[Items from a data source]

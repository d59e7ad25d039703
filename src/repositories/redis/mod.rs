// src/repositories/redis/mod.rs

pub mod redis_document_store;

pub use redis_document_store::RedisDocumentStore;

→ **Work request**
All of the data above is to be given again, word for word.

→ **Worked solution**
repository d59e7ad25d039703
filename src/repositories/redis/mod.rs
// src/repositories/redis/mod.rs

pub mod redis_document_store;

pub use redis_document_store::RedisDocumentStore;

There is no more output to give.